Surtout, ce récit vise à plaire, conformément au rôle d’une fable, qui doit « plaire et instruire ». Ainsi, le lecteur se sent proche de Perette, et ce pour au moins deux raisons. Tout d'abord, elle est décrite par touches minutieuses, avec de nombreux adjectifs : « légère », « agile », « troussée », « diligent ». Enfin, nous avons la création d’une proximité affective avec l’utilisation de diminutifs : « Pierrette », « coussinet » et l’adjectif possessif « notre » dans le vers « Notre laitière ainsi troussée ».

Légère et court vêtue, elle allait à grands pas ; Ayant mis ce jour-là, pour être plus agile​ Cotillon simple, et souliers plats. Notre laitière ainsi troussée

La Laitière et le pot au lait

Enfin, ce récit est plaisant par la rapidité de son rythme. Nous retrouvons ainsi les effets de rime à l’intérieur des vers, qui créent une accélération rythmique, comme pour une chanson, et accélèrent du même coup l’action : « bien posé sur un coussinet » ou « Je suis gros Jean comme devant ».

Aussi, nous voyons l'alternance d’alexandrins (12 pieds) et d’octosyllabes (8 pieds), qui dynamisent l’action, ainsi que des verbes de mouvement au présent, qui donnent une actualité au récit et font se mouvoir les personnages dans la tête du lecteur : « allait », « saute », « tombe »... Puis, n'oublions pas les participes présents (« ayant ») tout comme le style direct.

pot de lait

Perrette elle-même est un personnage plaisant, populaire, proche de la vie quotidienne rurale, enjouée et pleine d'entrain. Le décor est ordinaire, nous ne ressentons aucune détresse ni rien d'anormal.

De plus, la progression est claire. Nous observons un entrain, car Perrette marche, imagine, rêve, puis survient la chute.

La fable plaît tout d'abord aux lecteurs et lectrices par son rythme, sa simplicité ainsi que son efficacité narrative, car la chute fait sourire, sinon rire !

En effet, le contraste saisissant entre les rêves de Perrette et la chute du pot provoque un rire, ou du moins, un effet comique.

II. Un apologue traditionnel : le récit au service de la morale

Un apologue est un court récit se terminant par une morale. Or, La laitière et le pot au lait correspond à cette forme littéraire.

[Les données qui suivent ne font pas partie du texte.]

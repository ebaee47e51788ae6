use serde::{Deserialize, Serialize};

/// Postal address as held by the order domain.
#[derive(Debug, Clone, Serialize, Deserialize, PartialEq, Eq)]
pub struct Address {
    pub name: String,
    pub company: Option<String>,
    pub lines: Vec<String>,
    pub city: String,
    pub postal_code: String,
    pub country_code: String, // ISO 3166-1 alpha-2
    pub state: Option<String>,
}

/// Address in the shape the provider stores on a customer.
#[derive(Debug, Clone, Serialize, PartialEq, Eq)]
pub struct PostalAddress {
    pub line1: String,
    pub line2: String,
    pub city: String,
    pub country: String,
    pub postal_code: String,
    pub state: Option<String>,
}

#[derive(Debug, Clone, Serialize, PartialEq, Eq)]
pub struct ShippingDetails {
    pub name: String,
    pub address: PostalAddress,
}

#[derive(Debug, Clone, Serialize, PartialEq, Eq)]
pub struct CustomerRequest {
    pub email: String,
    pub address: PostalAddress,
    pub shipping: ShippingDetails,
}

/// Remote customer record.
#[derive(Debug, Clone, Serialize, Deserialize, PartialEq, Eq)]
pub struct Customer {
    pub id: String,
    pub email: Option<String>,
}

Bien que cette fable soit plaisante et agréable à lire, elle devient un apologue à partir du moment où elle instruit : c’est le rôle de la morale.

La fable sert de récit court transmettant aux lecteurs et lectrices une leçon afin de prévenir, de faire réfléchir. L'histoire de Perrette peut paraître anecdotique, elle ne l'est pourtant pas le moins du monde ! S'il est vrai qu'elle fait souvent sourire lorsque l'on s'arrête à la première lecture de base, il ne faut pas s'arrêter à l'aspect "farce" de la fable3.

Le récit en farce en fut fait ; On l’appela le pot au lait.

La Laitière et le pot au lait

La Fontaine met en lumière le comportement de Perrette dans le but d'illustrer, par le biais de cet exemple percutant, une vérité générale sur l'ensemble des comportements humains. Il ne s'agit plus ici de Perrette et de son pot au lait, mais de l'ensemble des êtres humains qui, tout comme l'auteur de la fable d'ailleurs, se projettent en mettant la charrue avant les bœufs.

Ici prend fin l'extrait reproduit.